EXERCISE INSTRUCTIONS: Your answer must be every line of the data below that holds the string "usize", copied exactly.

[[ INPUT MATERIAL open ]]

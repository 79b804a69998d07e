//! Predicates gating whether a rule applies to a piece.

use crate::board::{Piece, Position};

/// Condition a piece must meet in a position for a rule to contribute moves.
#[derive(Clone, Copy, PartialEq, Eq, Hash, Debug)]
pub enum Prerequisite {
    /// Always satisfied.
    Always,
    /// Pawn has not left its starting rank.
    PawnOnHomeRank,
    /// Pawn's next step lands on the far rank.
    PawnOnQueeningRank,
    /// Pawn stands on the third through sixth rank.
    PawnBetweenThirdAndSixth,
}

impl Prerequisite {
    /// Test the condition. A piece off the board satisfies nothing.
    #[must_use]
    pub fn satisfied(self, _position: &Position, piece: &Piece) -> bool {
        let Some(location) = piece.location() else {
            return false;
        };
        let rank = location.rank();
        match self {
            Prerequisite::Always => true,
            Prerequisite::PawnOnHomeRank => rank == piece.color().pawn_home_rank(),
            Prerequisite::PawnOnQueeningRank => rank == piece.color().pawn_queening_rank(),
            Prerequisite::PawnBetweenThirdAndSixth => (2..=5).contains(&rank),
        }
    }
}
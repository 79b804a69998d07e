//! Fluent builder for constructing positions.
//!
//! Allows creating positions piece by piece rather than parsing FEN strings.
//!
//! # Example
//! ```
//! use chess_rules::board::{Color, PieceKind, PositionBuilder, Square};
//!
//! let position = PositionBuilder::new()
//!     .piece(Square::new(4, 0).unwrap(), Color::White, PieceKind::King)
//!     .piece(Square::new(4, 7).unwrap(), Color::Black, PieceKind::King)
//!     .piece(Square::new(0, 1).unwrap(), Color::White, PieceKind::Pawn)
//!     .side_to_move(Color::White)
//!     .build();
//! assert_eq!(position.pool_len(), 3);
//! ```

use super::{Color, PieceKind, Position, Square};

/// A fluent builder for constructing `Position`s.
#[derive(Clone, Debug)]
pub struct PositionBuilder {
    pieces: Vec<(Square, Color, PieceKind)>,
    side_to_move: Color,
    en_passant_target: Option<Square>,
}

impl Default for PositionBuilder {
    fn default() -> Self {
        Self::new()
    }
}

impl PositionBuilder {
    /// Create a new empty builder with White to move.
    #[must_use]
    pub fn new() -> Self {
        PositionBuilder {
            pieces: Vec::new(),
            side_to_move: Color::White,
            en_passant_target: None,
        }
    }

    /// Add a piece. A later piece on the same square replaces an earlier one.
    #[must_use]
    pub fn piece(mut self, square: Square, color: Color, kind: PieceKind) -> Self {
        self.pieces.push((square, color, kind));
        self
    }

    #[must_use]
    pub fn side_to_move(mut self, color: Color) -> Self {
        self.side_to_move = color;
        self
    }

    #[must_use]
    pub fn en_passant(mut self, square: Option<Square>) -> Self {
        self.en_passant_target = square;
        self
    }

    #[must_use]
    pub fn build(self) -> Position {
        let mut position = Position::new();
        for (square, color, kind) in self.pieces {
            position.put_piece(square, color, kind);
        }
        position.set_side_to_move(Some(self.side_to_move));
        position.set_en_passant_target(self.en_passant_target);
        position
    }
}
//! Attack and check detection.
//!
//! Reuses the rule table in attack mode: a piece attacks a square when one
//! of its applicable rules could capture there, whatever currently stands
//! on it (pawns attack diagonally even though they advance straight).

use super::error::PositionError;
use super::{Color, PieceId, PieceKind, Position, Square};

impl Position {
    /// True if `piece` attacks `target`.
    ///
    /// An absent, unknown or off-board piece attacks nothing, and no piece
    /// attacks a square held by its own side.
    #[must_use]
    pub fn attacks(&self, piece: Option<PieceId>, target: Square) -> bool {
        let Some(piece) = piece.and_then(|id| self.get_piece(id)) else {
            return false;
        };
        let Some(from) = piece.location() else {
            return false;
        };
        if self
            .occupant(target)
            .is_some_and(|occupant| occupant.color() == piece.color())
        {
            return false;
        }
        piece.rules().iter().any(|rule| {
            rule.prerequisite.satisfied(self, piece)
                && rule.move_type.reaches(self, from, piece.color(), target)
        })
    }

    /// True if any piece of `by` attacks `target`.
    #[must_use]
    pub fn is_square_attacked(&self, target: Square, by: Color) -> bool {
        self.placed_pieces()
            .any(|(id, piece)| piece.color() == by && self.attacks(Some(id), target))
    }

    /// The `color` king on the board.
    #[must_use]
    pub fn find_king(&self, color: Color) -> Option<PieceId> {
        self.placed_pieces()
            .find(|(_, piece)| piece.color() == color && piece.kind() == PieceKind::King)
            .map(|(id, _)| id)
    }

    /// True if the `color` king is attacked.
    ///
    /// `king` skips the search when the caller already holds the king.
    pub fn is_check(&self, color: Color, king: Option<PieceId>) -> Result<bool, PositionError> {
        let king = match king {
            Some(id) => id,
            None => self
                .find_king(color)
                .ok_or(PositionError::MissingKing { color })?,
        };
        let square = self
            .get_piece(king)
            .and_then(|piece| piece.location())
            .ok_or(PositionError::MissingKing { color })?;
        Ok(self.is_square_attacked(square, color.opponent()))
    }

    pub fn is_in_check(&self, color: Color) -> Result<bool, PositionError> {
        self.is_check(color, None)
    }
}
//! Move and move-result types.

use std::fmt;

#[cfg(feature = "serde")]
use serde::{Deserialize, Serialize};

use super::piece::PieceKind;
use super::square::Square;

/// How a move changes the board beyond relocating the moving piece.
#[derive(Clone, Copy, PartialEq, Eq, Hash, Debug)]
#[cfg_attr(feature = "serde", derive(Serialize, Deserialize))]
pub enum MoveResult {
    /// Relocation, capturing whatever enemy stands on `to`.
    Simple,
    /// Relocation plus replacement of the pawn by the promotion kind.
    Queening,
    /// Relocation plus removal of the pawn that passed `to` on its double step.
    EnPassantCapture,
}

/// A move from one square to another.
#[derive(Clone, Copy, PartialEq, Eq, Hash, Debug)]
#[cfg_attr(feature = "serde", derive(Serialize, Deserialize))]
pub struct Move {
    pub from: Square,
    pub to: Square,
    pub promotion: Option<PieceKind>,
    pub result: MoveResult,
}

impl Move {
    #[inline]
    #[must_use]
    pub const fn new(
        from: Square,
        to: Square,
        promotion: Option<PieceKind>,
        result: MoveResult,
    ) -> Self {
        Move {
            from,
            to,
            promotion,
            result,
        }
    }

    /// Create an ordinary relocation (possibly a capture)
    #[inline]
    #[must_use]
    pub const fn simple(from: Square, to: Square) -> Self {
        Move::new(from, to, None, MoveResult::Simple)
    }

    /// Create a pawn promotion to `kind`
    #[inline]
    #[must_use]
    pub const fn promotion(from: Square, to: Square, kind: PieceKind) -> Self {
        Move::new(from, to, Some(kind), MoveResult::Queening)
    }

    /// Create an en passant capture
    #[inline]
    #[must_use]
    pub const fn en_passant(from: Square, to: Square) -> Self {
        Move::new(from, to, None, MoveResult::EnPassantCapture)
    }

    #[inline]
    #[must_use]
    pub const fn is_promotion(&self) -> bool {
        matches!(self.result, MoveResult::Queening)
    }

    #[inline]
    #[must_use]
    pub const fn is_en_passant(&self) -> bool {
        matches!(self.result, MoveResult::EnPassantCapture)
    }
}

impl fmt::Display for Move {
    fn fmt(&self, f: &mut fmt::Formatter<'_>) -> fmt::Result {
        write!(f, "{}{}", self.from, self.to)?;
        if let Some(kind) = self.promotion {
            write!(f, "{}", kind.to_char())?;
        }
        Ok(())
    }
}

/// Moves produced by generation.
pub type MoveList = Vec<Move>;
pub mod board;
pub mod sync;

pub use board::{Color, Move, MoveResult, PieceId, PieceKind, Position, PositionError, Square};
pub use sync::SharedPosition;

[[ INPUT MATERIAL closed ]]
[[ INPUT MATERIAL open ]]

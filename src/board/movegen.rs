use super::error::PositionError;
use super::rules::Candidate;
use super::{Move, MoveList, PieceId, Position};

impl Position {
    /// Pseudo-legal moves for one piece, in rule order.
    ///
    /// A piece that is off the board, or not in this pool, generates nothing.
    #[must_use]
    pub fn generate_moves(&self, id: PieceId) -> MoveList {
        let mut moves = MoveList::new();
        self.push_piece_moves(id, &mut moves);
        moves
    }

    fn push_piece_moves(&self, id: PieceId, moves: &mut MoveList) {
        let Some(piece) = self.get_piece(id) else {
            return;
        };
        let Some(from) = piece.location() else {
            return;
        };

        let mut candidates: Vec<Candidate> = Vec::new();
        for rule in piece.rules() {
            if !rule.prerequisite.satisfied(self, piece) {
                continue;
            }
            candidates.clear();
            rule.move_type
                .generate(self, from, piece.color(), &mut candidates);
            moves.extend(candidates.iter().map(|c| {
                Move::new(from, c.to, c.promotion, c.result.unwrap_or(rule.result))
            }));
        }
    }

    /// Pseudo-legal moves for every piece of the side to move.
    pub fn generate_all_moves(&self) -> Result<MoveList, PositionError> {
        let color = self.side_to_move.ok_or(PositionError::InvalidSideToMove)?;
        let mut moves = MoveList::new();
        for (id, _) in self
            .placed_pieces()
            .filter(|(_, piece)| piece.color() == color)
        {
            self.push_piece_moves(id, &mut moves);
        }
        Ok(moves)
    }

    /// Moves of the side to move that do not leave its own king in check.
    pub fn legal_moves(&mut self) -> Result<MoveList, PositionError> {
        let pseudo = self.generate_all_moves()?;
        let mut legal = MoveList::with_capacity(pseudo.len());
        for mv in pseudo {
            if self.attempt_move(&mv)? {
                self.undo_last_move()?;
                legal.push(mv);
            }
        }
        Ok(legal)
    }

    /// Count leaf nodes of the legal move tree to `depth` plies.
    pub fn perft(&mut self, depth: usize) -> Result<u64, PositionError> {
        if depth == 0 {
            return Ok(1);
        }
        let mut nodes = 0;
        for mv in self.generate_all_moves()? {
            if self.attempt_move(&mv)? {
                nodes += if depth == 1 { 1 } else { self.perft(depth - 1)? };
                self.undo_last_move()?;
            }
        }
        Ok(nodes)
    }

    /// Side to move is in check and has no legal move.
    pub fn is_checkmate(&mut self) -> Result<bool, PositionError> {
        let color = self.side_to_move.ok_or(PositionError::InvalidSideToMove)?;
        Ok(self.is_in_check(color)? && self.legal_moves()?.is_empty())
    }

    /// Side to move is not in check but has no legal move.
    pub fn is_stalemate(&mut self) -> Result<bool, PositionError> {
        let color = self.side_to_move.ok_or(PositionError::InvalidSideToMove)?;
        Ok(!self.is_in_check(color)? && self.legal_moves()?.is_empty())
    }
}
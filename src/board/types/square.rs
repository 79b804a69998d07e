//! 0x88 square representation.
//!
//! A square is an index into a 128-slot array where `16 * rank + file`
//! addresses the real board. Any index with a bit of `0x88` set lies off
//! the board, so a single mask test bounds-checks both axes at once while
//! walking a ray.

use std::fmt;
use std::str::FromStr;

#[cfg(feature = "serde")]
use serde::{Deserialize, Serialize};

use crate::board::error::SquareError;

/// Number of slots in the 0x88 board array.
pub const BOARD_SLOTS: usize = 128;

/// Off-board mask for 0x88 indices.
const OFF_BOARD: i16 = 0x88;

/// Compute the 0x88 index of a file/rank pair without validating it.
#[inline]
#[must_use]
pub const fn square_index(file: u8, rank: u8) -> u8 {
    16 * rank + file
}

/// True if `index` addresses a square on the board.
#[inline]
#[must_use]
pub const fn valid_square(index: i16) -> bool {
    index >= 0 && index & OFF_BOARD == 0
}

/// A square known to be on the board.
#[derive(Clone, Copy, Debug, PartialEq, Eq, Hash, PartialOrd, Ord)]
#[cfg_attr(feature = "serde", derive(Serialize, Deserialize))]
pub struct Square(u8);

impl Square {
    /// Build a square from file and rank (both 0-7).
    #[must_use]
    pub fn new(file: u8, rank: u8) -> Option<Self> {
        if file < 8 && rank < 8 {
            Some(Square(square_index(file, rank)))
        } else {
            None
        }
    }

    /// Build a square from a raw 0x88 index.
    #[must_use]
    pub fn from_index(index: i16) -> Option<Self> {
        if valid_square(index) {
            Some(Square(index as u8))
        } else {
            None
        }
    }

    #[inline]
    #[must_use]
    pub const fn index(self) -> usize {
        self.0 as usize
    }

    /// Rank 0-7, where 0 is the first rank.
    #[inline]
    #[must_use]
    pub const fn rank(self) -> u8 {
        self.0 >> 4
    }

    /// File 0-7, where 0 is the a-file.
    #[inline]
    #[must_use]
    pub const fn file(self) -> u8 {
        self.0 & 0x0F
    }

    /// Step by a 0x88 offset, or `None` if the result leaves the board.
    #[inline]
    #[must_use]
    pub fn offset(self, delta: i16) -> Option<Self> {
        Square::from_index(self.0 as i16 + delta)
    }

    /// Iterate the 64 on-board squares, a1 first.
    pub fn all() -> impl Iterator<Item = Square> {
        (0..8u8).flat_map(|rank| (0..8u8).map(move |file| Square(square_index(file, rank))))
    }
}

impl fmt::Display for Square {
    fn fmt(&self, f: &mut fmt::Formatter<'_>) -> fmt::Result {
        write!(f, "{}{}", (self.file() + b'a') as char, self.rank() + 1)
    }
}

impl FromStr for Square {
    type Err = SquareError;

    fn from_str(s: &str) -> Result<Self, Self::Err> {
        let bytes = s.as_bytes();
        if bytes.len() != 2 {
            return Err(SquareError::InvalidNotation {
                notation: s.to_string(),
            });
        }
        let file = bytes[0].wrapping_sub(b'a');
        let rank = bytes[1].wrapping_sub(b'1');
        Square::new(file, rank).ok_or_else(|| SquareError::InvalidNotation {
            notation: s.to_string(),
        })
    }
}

[[ INPUT MATERIAL closed ]]
[[ INPUT MATERIAL open ]]

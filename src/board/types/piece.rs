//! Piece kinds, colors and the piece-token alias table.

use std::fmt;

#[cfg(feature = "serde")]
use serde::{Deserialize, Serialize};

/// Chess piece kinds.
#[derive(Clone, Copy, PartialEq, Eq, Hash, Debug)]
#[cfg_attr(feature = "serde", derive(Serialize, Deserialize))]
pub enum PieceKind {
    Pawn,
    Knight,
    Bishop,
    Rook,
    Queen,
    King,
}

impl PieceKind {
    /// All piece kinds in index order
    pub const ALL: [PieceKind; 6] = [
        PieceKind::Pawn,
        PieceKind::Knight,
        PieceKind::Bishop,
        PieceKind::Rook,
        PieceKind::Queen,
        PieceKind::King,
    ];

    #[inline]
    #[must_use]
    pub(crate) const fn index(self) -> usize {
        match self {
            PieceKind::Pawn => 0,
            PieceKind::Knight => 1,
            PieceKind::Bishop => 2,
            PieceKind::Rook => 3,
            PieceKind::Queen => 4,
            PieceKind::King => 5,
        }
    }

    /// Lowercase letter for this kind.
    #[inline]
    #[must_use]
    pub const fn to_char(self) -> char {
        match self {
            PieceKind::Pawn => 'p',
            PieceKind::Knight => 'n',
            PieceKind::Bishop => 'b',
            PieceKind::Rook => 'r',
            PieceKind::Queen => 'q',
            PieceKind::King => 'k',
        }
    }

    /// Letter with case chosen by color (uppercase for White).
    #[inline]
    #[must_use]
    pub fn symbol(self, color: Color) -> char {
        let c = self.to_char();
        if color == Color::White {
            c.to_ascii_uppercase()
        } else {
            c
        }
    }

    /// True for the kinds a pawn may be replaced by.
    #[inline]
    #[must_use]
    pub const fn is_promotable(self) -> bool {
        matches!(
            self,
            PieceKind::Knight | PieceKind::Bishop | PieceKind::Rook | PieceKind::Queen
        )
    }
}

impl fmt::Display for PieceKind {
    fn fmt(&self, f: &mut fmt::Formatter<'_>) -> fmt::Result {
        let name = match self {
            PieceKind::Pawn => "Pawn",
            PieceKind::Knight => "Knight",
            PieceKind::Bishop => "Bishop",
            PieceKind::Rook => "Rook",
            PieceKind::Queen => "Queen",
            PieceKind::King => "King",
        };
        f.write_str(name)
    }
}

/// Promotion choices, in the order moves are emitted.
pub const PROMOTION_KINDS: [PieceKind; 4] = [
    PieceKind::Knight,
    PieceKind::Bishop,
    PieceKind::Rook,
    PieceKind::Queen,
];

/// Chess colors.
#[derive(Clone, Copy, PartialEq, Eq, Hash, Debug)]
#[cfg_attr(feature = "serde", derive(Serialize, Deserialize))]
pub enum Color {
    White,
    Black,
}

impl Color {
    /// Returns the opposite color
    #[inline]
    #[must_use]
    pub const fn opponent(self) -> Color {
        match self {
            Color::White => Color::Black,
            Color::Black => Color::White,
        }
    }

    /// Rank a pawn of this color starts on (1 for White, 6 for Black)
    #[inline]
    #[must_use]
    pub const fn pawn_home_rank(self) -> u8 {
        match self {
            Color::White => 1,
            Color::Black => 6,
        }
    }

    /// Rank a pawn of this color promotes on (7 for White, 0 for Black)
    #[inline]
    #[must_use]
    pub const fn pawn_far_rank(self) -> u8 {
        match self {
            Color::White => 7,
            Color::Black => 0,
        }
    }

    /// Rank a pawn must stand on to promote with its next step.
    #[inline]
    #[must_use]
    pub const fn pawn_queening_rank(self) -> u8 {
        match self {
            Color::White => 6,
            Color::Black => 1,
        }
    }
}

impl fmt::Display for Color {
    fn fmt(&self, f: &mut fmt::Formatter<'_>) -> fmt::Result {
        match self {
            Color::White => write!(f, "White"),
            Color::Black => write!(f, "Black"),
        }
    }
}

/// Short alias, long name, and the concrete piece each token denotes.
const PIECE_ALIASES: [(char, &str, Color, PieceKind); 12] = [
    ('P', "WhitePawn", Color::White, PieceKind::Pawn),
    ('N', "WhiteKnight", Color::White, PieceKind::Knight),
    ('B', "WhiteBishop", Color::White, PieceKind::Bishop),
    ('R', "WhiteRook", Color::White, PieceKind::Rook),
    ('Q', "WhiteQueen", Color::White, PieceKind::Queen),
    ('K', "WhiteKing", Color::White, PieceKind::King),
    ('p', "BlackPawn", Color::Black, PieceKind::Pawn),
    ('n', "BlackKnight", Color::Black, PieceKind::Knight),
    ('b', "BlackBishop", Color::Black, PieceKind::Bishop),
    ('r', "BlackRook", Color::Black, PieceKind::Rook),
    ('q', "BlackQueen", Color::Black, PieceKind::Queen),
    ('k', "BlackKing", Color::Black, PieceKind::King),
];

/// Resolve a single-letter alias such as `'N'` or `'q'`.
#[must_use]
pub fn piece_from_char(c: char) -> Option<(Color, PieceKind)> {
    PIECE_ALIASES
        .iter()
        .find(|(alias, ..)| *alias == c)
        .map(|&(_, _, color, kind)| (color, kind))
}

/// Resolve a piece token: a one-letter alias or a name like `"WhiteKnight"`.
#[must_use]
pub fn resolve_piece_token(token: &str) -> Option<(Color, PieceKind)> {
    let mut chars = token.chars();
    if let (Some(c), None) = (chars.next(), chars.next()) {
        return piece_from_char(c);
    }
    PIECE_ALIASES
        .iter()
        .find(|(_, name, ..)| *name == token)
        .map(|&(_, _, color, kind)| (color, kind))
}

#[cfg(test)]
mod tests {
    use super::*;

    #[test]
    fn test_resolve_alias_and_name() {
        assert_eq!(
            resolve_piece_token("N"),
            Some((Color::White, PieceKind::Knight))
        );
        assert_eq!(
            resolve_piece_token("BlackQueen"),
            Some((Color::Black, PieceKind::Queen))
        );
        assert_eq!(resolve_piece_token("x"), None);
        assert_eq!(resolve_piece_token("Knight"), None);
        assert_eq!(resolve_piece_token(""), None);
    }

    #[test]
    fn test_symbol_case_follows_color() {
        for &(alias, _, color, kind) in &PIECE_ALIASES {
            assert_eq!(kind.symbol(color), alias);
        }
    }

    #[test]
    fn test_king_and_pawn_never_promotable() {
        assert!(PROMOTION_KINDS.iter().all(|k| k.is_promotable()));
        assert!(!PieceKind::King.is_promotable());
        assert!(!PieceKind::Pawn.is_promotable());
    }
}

[[ INPUT MATERIAL closed ]]

RESPONSE:
    pub fn perft(&mut self, depth: usize) -> Result<u64, PositionError> {
pub const BOARD_SLOTS: usize = 128;
    pub const fn index(self) -> usize {
        self.0 as usize
    pub(crate) const fn index(self) -> usize {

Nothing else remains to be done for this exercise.